Exercise: Your output should be each line from the material below that has the word "CreatedAt".

--- Information shown Enclosed Below ---

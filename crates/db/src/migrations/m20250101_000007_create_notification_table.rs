//! Create notification table migration.

use sea_orm_migration::prelude::*;

#[derive(DeriveMigrationName)]
pub struct Migration;

#[async_trait::async_trait]
impl MigrationTrait for Migration {
    async fn up(&self, manager: &SchemaManager) -> Result<(), DbErr> {
        manager
            .create_table(
                Table::create()
                    .table(Notification::Table)
                    .if_not_exists()
                    .col(
                        ColumnDef::new(Notification::Id)
                            .string_len(32)
                            .not_null()
                            .primary_key(),
                    )
                    .col(
                        ColumnDef::new(Notification::NotifieeId)
                            .string_len(32)
                            .not_null(),
                    )
                    .col(ColumnDef::new(Notification::NotifierId).string_len(32))
                    .col(
                        ColumnDef::new(Notification::NotificationType)
                            .string_len(32)
                            .not_null(),
                    )
                    .col(ColumnDef::new(Notification::Title).string_len(255).not_null())
                    .col(ColumnDef::new(Notification::Message).text().not_null())
                    .col(
                        ColumnDef::new(Notification::RelatedId)
                            .string_len(32)
                            .not_null(),
                    )
                    .col(
                        ColumnDef::new(Notification::RelatedType)
                            .string_len(16)
                            .not_null(),
                    )
                    .col(ColumnDef::new(Notification::QuestionId).string_len(32))
                    .col(
                        ColumnDef::new(Notification::IsRead)
                            .boolean()
                            .not_null()
                            .default(false),
                    )
                    .col(
                        ColumnDef::new(Notification::CreatedAt)
                            .timestamp_with_time_zone()
                            .not_null()
                            .default(Expr::current_timestamp()),
                    )
                    .foreign_key(
                        ForeignKey::create()
                            .name("fk_notification_notifiee")
                            .from(Notification::Table, Notification::NotifieeId)
                            .to(User::Table, User::Id)
                            .on_delete(ForeignKeyAction::Cascade),
                    )
                    .foreign_key(
                        ForeignKey::create()
                            .name("fk_notification_notifier")
                            .from(Notification::Table, Notification::NotifierId)
                            .to(User::Table, User::Id)
                            .on_delete(ForeignKeyAction::SetNull),
                    )
                    .to_owned(),
            )
            .await?;

        // Index: (notifiee_id, is_read) for unread counts and listing
        manager
            .create_index(
                Index::create()
                    .name("idx_notification_notifiee_is_read")
                    .table(Notification::Table)
                    .col(Notification::NotifieeId)
                    .col(Notification::IsRead)
                    .to_owned(),
            )
            .await?;

        Ok(())
    }

    async fn down(&self, manager: &SchemaManager) -> Result<(), DbErr> {
        manager
            .drop_table(Table::drop().table(Notification::Table).to_owned())
            .await
    }
}

#[derive(Iden)]
enum Notification {
    Table,
    Id,
    NotifieeId,
    NotifierId,
    NotificationType,
    Title,
    Message,
    RelatedId,
    RelatedType,
    QuestionId,
    IsRead,
    CreatedAt,
}

#[derive(Iden)]
enum User {
    Table,
    Id,
}
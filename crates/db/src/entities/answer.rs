//! Answer entity.

use sea_orm::entity::prelude::*;
use serde::{Deserialize, Serialize};

#[derive(Clone, Debug, PartialEq, Eq, DeriveEntityModel, Serialize, Deserialize)]
#[sea_orm(table_name = "answer")]
pub struct Model {
    #[sea_orm(primary_key, auto_increment = false)]
    pub id: String,

    #[sea_orm(indexed)]
    pub question_id: String,

    /// Author
    #[sea_orm(indexed)]
    pub user_id: String,

    #[sea_orm(column_type = "Text")]
    pub content: String,

    /// Cached `SUM(vote.value)` for this answer
    #[sea_orm(default_value = 0)]
    pub votes: i32,

    /// At most one answer per question has this set, matching
    /// `question.accepted_answer_id`
    #[sea_orm(default_value = false)]
    pub is_accepted: bool,

    pub created_at: DateTimeWithTimeZone,

    #[sea_orm(nullable)]
    pub updated_at: Option<DateTimeWithTimeZone>,
}

#[derive(Copy, Clone, Debug, EnumIter, DeriveRelation)]
pub enum Relation {
    #[sea_orm(
        belongs_to = "super::question::Entity",
        from = "Column::QuestionId",
        to = "super::question::Column::Id",
        on_delete = "Cascade"
    )]
    Question,

    #[sea_orm(
        belongs_to = "super::user::Entity",
        from = "Column::UserId",
        to = "super::user::Column::Id",
        on_delete = "Cascade"
    )]
    User,
}

impl Related<super::question::Entity> for Entity {
    fn to() -> RelationDef {
        Relation::Question.def()
    }
}

impl Related<super::user::Entity> for Entity {
    fn to() -> RelationDef {
        Relation::User.def()
    }
}

impl ActiveModelBehavior for ActiveModel {}
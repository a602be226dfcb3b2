//! Question service.

use std::collections::{HashMap, HashSet};

use crate::services::caller::Caller;
use chrono::{Duration, Utc};
use sea_orm::Set;
use serde::Deserialize;
use stackit_common::{AppError, AppResult, IdGenerator, PageRequest, Paged, config::QuestionsConfig};
use stackit_db::{
    entities::{TargetKind, answer, question, tag, user},
    repositories::{
        AnswerRepository, QuestionFilter, QuestionRepository, QuestionSort, QuestionViewRepository,
        TagRepository, UserRepository, VoteRepository,
    },
};
use tracing::info;
use validator::Validate;

/// Longest accepted tag name.
const MAX_TAG_LENGTH: usize = 50;

/// Input for creating a question.
#[derive(Debug, Deserialize, Validate)]
#[serde(rename_all = "camelCase")]
pub struct CreateQuestionInput {
    #[validate(length(min = 1, max = 255))]
    pub title: String,
    #[validate(length(min = 1))]
    pub description: String,
    #[serde(default)]
    pub tags: Vec<String>,
}

/// Input for updating a question. Tags replace the current set.
#[derive(Debug, Deserialize, Validate)]
#[serde(rename_all = "camelCase")]
pub struct UpdateQuestionInput {
    #[validate(length(min = 1, max = 255))]
    pub title: String,
    #[validate(length(min = 1))]
    pub description: String,
    #[serde(default)]
    pub tags: Vec<String>,
}

/// Input for listing questions.
#[derive(Debug, Default, Deserialize)]
#[serde(rename_all = "camelCase")]
pub struct ListQuestionsInput {
    pub page: Option<u64>,
    pub limit: Option<u64>,
    pub search: Option<String>,
    pub tag: Option<String>,
    #[serde(default)]
    pub sort: QuestionSort,
}

/// A question with its tags.
#[derive(Debug, Clone)]
pub struct TaggedQuestion {
    pub question: question::Model,
    pub tags: Vec<tag::Model>,
}

/// A row of the question list.
#[derive(Debug, Clone)]
pub struct QuestionSummary {
    pub question: question::Model,
    pub author: Option<user::Model>,
    pub tags: Vec<tag::Model>,
    pub user_vote: Option<i16>,
}

/// An answer as shown under its question.
#[derive(Debug, Clone)]
pub struct AnswerView {
    pub answer: answer::Model,
    pub author: Option<user::Model>,
    pub user_vote: Option<i16>,
    pub can_edit: bool,
}

/// Everything the question page shows.
#[derive(Debug, Clone)]
pub struct QuestionDetail {
    pub question: question::Model,
    pub author: Option<user::Model>,
    pub tags: Vec<tag::Model>,
    pub answers: Vec<AnswerView>,
    pub user_vote: Option<i16>,
    pub can_edit: bool,
}

/// Trim, lowercase and de-duplicate tag names, keeping first-seen order.
pub fn normalize_tags(raw: &[String], max_tags: usize) -> AppResult<Vec<String>> {
    let mut seen = HashSet::new();
    let mut tags = Vec::new();

    for name in raw {
        let name = name.trim().to_lowercase();
        if name.is_empty() || !seen.insert(name.clone()) {
            continue;
        }
        if name.chars().count() > MAX_TAG_LENGTH {
            return Err(AppError::Validation(format!(
                "Tag names must be at most {MAX_TAG_LENGTH} characters"
            )));
        }
        tags.push(name);
    }

    if tags.len() > max_tags {
        return Err(AppError::Validation(format!(
            "Maximum {max_tags} tags allowed"
        )));
    }

    Ok(tags)
}

/// Question service for business logic.
#[derive(Clone)]
pub struct QuestionService {
    question_repo: QuestionRepository,
    answer_repo: AnswerRepository,
    tag_repo: TagRepository,
    vote_repo: VoteRepository,
    view_repo: QuestionViewRepository,
    user_repo: UserRepository,
    settings: QuestionsConfig,
    id_gen: IdGenerator,
}

impl QuestionService {
    /// Create a new question service.
    #[must_use]
    #[allow(clippy::too_many_arguments)]
    pub const fn new(
        question_repo: QuestionRepository,
        answer_repo: AnswerRepository,
        tag_repo: TagRepository,
        vote_repo: VoteRepository,
        view_repo: QuestionViewRepository,
        user_repo: UserRepository,
        settings: QuestionsConfig,
    ) -> Self {
        Self {
            question_repo,
            answer_repo,
            tag_repo,
            vote_repo,
            view_repo,
            user_repo,
            settings,
            id_gen: IdGenerator::new(),
        }
    }

    /// Ask a question. The question, its tags and the links commit together.
    pub async fn create(
        &self,
        caller: &Caller,
        input: CreateQuestionInput,
    ) -> AppResult<TaggedQuestion> {
        input
            .validate()
            .map_err(|e| AppError::Validation(e.to_string()))?;
        let tag_names = normalize_tags(&input.tags, self.settings.max_tags)?;

        let txn = self.question_repo.begin().await?;

        let model = question::ActiveModel {
            id: Set(self.id_gen.generate()),
            user_id: Set(caller.id.clone()),
            title: Set(input.title.trim().to_string()),
            description: Set(input.description),
            votes: Set(0),
            view_count: Set(0),
            answers_count: Set(0),
            accepted_answer_id: Set(None),
            created_at: Set(Utc::now().into()),
            updated_at: Set(None),
        };
        let question = self.question_repo.insert(&txn, model).await?;

        let tags = self.attach_tags(&txn, &question.id, &tag_names).await?;

        stackit_db::commit(txn).await?;

        info!(question_id = %question.id, user_id = %caller.id, "Question created");
        Ok(TaggedQuestion { question, tags })
    }

    /// Edit a question's text and replace its tags. Owner or admin only.
    pub async fn update(
        &self,
        caller: &Caller,
        question_id: &str,
        input: UpdateQuestionInput,
    ) -> AppResult<TaggedQuestion> {
        input
            .validate()
            .map_err(|e| AppError::Validation(e.to_string()))?;
        let tag_names = normalize_tags(&input.tags, self.settings.max_tags)?;

        let txn = self.question_repo.begin().await?;

        let current = self
            .question_repo
            .lock_by_id(&txn, question_id)
            .await?
            .ok_or_else(|| AppError::QuestionNotFound(question_id.to_string()))?;

        if !caller.can_modify(&current.user_id) {
            return Err(AppError::Forbidden(
                "Not allowed to edit this question".to_string(),
            ));
        }

        let mut active: question::ActiveModel = current.into();
        active.title = Set(input.title.trim().to_string());
        active.description = Set(input.description);
        active.updated_at = Set(Some(Utc::now().into()));
        let question = self.question_repo.update(&txn, active).await?;

        self.tag_repo.unlink_all(&txn, question_id).await?;
        let tags = self.attach_tags(&txn, question_id, &tag_names).await?;

        stackit_db::commit(txn).await?;

        info!(question_id = %question_id, user_id = %caller.id, "Question updated");
        Ok(TaggedQuestion { question, tags })
    }

    async fn attach_tags(
        &self,
        txn: &sea_orm::DatabaseTransaction,
        question_id: &str,
        names: &[String],
    ) -> AppResult<Vec<tag::Model>> {
        let mut tags = Vec::with_capacity(names.len());
        for name in names {
            tags.push(self.tag_repo.get_or_create(txn, name).await?);
        }
        let ids: Vec<String> = tags.iter().map(|t| t.id.clone()).collect();
        self.tag_repo.link(txn, question_id, &ids).await?;
        Ok(tags)
    }

    /// Delete a question with its answers and every vote on either. Owner or admin only.
    pub async fn delete(&self, caller: &Caller, question_id: &str) -> AppResult<()> {
        let txn = self.question_repo.begin().await?;

        let question = self
            .question_repo
            .lock_by_id(&txn, question_id)
            .await?
            .ok_or_else(|| AppError::QuestionNotFound(question_id.to_string()))?;

        if !caller.can_modify(&question.user_id) {
            return Err(AppError::Forbidden(
                "Not allowed to delete this question".to_string(),
            ));
        }

        let answer_ids = self.answer_repo.ids_by_question(&txn, question_id).await?;
        self.vote_repo
            .delete_for_targets(&txn, TargetKind::Answer, &answer_ids)
            .await?;
        self.vote_repo
            .delete_for_targets(&txn, TargetKind::Question, &[question_id.to_string()])
            .await?;
        self.question_repo.delete(&txn, question_id).await?;

        stackit_db::commit(txn).await?;

        info!(question_id = %question_id, deleted_by = %caller.id, "Question deleted");
        Ok(())
    }

    /// Count a view of the question.
    ///
    /// Anonymous views always count. A signed-in viewer counts at most once per
    /// de-duplication window and never on their own question.
    pub async fn record_view(&self, question_id: &str, viewer: Option<&Caller>) -> AppResult<()> {
        let question = self.question_repo.get_by_id(question_id).await?;

        let Some(viewer) = viewer else {
            return self.question_repo.increment_view_count(question_id).await;
        };

        let now = Utc::now();
        if viewer.id != question.user_id {
            let window = Duration::seconds(self.settings.view_dedup_window_secs);
            let recent = self
                .view_repo
                .find(&viewer.id, question_id)
                .await?
                .is_some_and(|view| now.signed_duration_since(view.viewed_at) < window);

            if !recent {
                self.question_repo.increment_view_count(question_id).await?;
            }
        }

        self.view_repo
            .upsert(&viewer.id, question_id, now.into())
            .await
    }

    /// Load a question with its author, tags, answers and the viewer's votes.
    pub async fn get(&self, question_id: &str, viewer: Option<&Caller>) -> AppResult<QuestionDetail> {
        let question = self.question_repo.get_by_id(question_id).await?;
        let author = self.user_repo.find_by_id(&question.user_id).await?;
        let tags = self
            .tag_repo
            .find_by_questions(&[question.id.clone()])
            .await?
            .remove(&question.id)
            .unwrap_or_default();

        let answers = self.answer_repo.find_by_question(question_id).await?;
        let author_ids: Vec<String> = answers
            .iter()
            .map(|a| a.user_id.clone())
            .collect::<HashSet<_>>()
            .into_iter()
            .collect();
        let authors: HashMap<String, user::Model> = self
            .user_repo
            .find_by_ids(&author_ids)
            .await?
            .into_iter()
            .map(|u| (u.id.clone(), u))
            .collect();

        let (user_vote, answer_votes) = match viewer {
            Some(viewer) => {
                let question_vote = self
                    .vote_repo
                    .find_by_user_and_targets(&viewer.id, TargetKind::Question, &[question.id.clone()])
                    .await?
                    .first()
                    .map(|v| v.value);
                let answer_ids: Vec<String> = answers.iter().map(|a| a.id.clone()).collect();
                let answer_votes: HashMap<String, i16> = self
                    .vote_repo
                    .find_by_user_and_targets(&viewer.id, TargetKind::Answer, &answer_ids)
                    .await?
                    .into_iter()
                    .map(|v| (v.target_id, v.value))
                    .collect();
                (question_vote, answer_votes)
            }
            None => (None, HashMap::new()),
        };

        let answers = answers
            .into_iter()
            .map(|answer| AnswerView {
                author: authors.get(&answer.user_id).cloned(),
                user_vote: answer_votes.get(&answer.id).copied(),
                can_edit: viewer.is_some_and(|v| v.can_modify(&answer.user_id)),
                answer,
            })
            .collect();

        Ok(QuestionDetail {
            can_edit: viewer.is_some_and(|v| v.can_modify(&question.user_id)),
            question,
            author,
            tags,
            answers,
            user_vote,
        })
    }

    /// Search, filter, sort and paginate questions.
    pub async fn list(
        &self,
        input: ListQuestionsInput,
        viewer: Option<&Caller>,
    ) -> AppResult<Paged<QuestionSummary>> {
        let page = PageRequest::new(
            input.page,
            input.limit,
            self.settings.default_page_size,
            self.settings.max_page_size,
        );
        let filter = QuestionFilter {
            search: input.search,
            tag: input.tag,
            sort: input.sort,
        };

        let (questions, total) = self.question_repo.list(&filter, page).await?;

        let ids: Vec<String> = questions.iter().map(|q| q.id.clone()).collect();
        let author_ids: Vec<String> = questions
            .iter()
            .map(|q| q.user_id.clone())
            .collect::<HashSet<_>>()
            .into_iter()
            .collect();

        let authors: HashMap<String, user::Model> = self
            .user_repo
            .find_by_ids(&author_ids)
            .await?
            .into_iter()
            .map(|u| (u.id.clone(), u))
            .collect();
        let mut tags = self.tag_repo.find_by_questions(&ids).await?;
        let votes: HashMap<String, i16> = match viewer {
            Some(viewer) => self
                .vote_repo
                .find_by_user_and_targets(&viewer.id, TargetKind::Question, &ids)
                .await?
                .into_iter()
                .map(|v| (v.target_id, v.value))
                .collect(),
            None => HashMap::new(),
        };

        let items = questions
            .into_iter()
            .map(|question| QuestionSummary {
                author: authors.get(&question.user_id).cloned(),
                tags: tags.remove(&question.id).unwrap_or_default(),
                user_vote: votes.get(&question.id).copied(),
                question,
            })
            .collect();

        Ok(Paged::new(items, page, total))
    }
}
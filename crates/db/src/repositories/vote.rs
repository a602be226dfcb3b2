//! Vote repository.
//!
//! Every mutating method runs on a caller-supplied transaction so the vote row
//! change and the recomputed target total commit together.

use std::sync::Arc;

use crate::entities::{TargetKind, Vote, vote};
use crate::txn_err;
use sea_orm::{
    ActiveModelTrait, ColumnTrait, DatabaseConnection, DatabaseTransaction, EntityTrait,
    FromQueryResult, QueryFilter, QuerySelect, sea_query::Expr,
};
use stackit_common::{AppError, AppResult};

#[derive(FromQueryResult)]
struct VoteTotal {
    total: Option<i64>,
}

/// Vote repository for database operations.
#[derive(Clone)]
pub struct VoteRepository {
    db: Arc<DatabaseConnection>,
}

impl VoteRepository {
    /// Create a new vote repository.
    #[must_use]
    pub const fn new(db: Arc<DatabaseConnection>) -> Self {
        Self { db }
    }

    /// Begin a transaction on this repository's pool.
    pub async fn begin(&self) -> AppResult<DatabaseTransaction> {
        crate::begin(self.db.as_ref()).await
    }

    /// Find a voter's vote on a target.
    pub async fn find_for_voter(
        &self,
        txn: &DatabaseTransaction,
        user_id: &str,
        target_id: &str,
        kind: TargetKind,
    ) -> AppResult<Option<vote::Model>> {
        Vote::find()
            .filter(vote::Column::UserId.eq(user_id))
            .filter(vote::Column::TargetId.eq(target_id))
            .filter(vote::Column::TargetType.eq(kind))
            .one(txn)
            .await
            .map_err(txn_err)
    }

    /// Insert a new vote.
    pub async fn insert(
        &self,
        txn: &DatabaseTransaction,
        model: vote::ActiveModel,
    ) -> AppResult<vote::Model> {
        model.insert(txn).await.map_err(txn_err)
    }

    /// Change the value of an existing vote.
    pub async fn update_value(
        &self,
        txn: &DatabaseTransaction,
        id: &str,
        value: i16,
    ) -> AppResult<()> {
        Vote::update_many()
            .col_expr(vote::Column::Value, Expr::value(value))
            .col_expr(
                vote::Column::UpdatedAt,
                Expr::value(chrono::Utc::now().fixed_offset()),
            )
            .filter(vote::Column::Id.eq(id))
            .exec(txn)
            .await
            .map_err(txn_err)?;
        Ok(())
    }

    /// Delete a vote.
    pub async fn delete(&self, txn: &DatabaseTransaction, id: &str) -> AppResult<()> {
        Vote::delete_by_id(id).exec(txn).await.map_err(txn_err)?;
        Ok(())
    }

    /// `SUM(value)` over every vote on a target; zero when there are none.
    pub async fn sum_for_target(
        &self,
        txn: &DatabaseTransaction,
        target_id: &str,
        kind: TargetKind,
    ) -> AppResult<i64> {
        let result = Vote::find()
            .filter(vote::Column::TargetId.eq(target_id))
            .filter(vote::Column::TargetType.eq(kind))
            .select_only()
            .column_as(vote::Column::Value.sum(), "total")
            .into_model::<VoteTotal>()
            .one(txn)
            .await
            .map_err(txn_err)?;

        Ok(result.and_then(|r| r.total).unwrap_or(0))
    }

    /// Delete every vote on the given targets.
    pub async fn delete_for_targets(
        &self,
        txn: &DatabaseTransaction,
        kind: TargetKind,
        target_ids: &[String],
    ) -> AppResult<u64> {
        if target_ids.is_empty() {
            return Ok(0);
        }

        let result = Vote::delete_many()
            .filter(vote::Column::TargetType.eq(kind))
            .filter(vote::Column::TargetId.is_in(target_ids.iter().cloned()))
            .exec(txn)
            .await
            .map_err(txn_err)?;

        Ok(result.rows_affected)
    }

    /// A user's votes on a set of targets of one kind.
    pub async fn find_by_user_and_targets(
        &self,
        user_id: &str,
        kind: TargetKind,
        target_ids: &[String],
    ) -> AppResult<Vec<vote::Model>> {
        if target_ids.is_empty() {
            return Ok(Vec::new());
        }

        Vote::find()
            .filter(vote::Column::UserId.eq(user_id))
            .filter(vote::Column::TargetType.eq(kind))
            .filter(vote::Column::TargetId.is_in(target_ids.iter().cloned()))
            .all(self.db.as_ref())
            .await
            .map_err(|e| AppError::Database(e.to_string()))
    }
}

#[cfg(test)]
#[allow(clippy::unwrap_used)]
mod tests {
    use super::*;
    use chrono::Utc;
    use sea_orm::{DatabaseBackend, MockDatabase, MockExecResult, Value};

    fn create_test_vote(id: &str, user_id: &str, target_id: &str, value: i16) -> vote::Model {
        vote::Model {
            id: id.to_string(),
            user_id: user_id.to_string(),
            target_id: target_id.to_string(),
            target_type: TargetKind::Answer,
            value,
            created_at: Utc::now().into(),
            updated_at: None,
        }
    }

    #[tokio::test]
    async fn test_find_for_voter() {
        let vote = create_test_vote("v1", "user1", "a1", 1);

        let db = Arc::new(
            MockDatabase::new(DatabaseBackend::Postgres)
                .append_query_results([[vote.clone()]])
                .into_connection(),
        );

        let repo = VoteRepository::new(db);
        let txn = repo.begin().await.unwrap();
        let result = repo
            .find_for_voter(&txn, "user1", "a1", TargetKind::Answer)
            .await
            .unwrap();
        txn.commit().await.unwrap();

        assert_eq!(result, Some(vote));
    }

    #[tokio::test]
    async fn test_sum_for_target() {
        let db = Arc::new(
            MockDatabase::new(DatabaseBackend::Postgres)
                .append_query_results([[maplit::btreemap! {
                    "total" => Value::BigInt(Some(-3))
                }]])
                .into_connection(),
        );

        let repo = VoteRepository::new(db);
        let txn = repo.begin().await.unwrap();
        let total = repo
            .sum_for_target(&txn, "q1", TargetKind::Question)
            .await
            .unwrap();
        txn.commit().await.unwrap();

        assert_eq!(total, -3);
    }

    #[tokio::test]
    async fn test_sum_for_target_without_votes_is_zero() {
        let db = Arc::new(
            MockDatabase::new(DatabaseBackend::Postgres)
                .append_query_results([[maplit::btreemap! {
                    "total" => Value::BigInt(None)
                }]])
                .into_connection(),
        );

        let repo = VoteRepository::new(db);
        let txn = repo.begin().await.unwrap();
        let total = repo
            .sum_for_target(&txn, "q1", TargetKind::Question)
            .await
            .unwrap();
        txn.commit().await.unwrap();

        assert_eq!(total, 0);
    }

    #[tokio::test]
    async fn test_delete_for_targets_skips_empty_list() {
        let db = Arc::new(MockDatabase::new(DatabaseBackend::Postgres).into_connection());

        // No exec results queued: issuing a DELETE would fail
        let repo = VoteRepository::new(db);
        let txn = repo.begin().await.unwrap();
        let deleted = repo
            .delete_for_targets(&txn, TargetKind::Answer, &[])
            .await
            .unwrap();
        txn.commit().await.unwrap();

        assert_eq!(deleted, 0);
    }

    #[tokio::test]
    async fn test_delete_for_targets() {
        let db = Arc::new(
            MockDatabase::new(DatabaseBackend::Postgres)
                .append_exec_results([MockExecResult {
                    last_insert_id: 0,
                    rows_affected: 4,
                }])
                .into_connection(),
        );

        let repo = VoteRepository::new(db);
        let txn = repo.begin().await.unwrap();
        let deleted = repo
            .delete_for_targets(&txn, TargetKind::Answer, &["a1".to_string(), "a2".to_string()])
            .await
            .unwrap();
        txn.commit().await.unwrap();

        assert_eq!(deleted, 4);
    }

    #[tokio::test]
    async fn test_find_by_user_and_targets() {
        let v1 = create_test_vote("v1", "user1", "a1", 1);
        let v2 = create_test_vote("v2", "user1", "a2", -1);

        let db = Arc::new(
            MockDatabase::new(DatabaseBackend::Postgres)
                .append_query_results([[v1, v2]])
                .into_connection(),
        );

        let repo = VoteRepository::new(db);
        let votes = repo
            .find_by_user_and_targets(
                "user1",
                TargetKind::Answer,
                &["a1".to_string(), "a2".to_string()],
            )
            .await
            .unwrap();

        assert_eq!(votes.len(), 2);
    }
}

--- End of Enclosed Information shown ---

Exercise output:
                        ColumnDef::new(Notification::CreatedAt)
    CreatedAt,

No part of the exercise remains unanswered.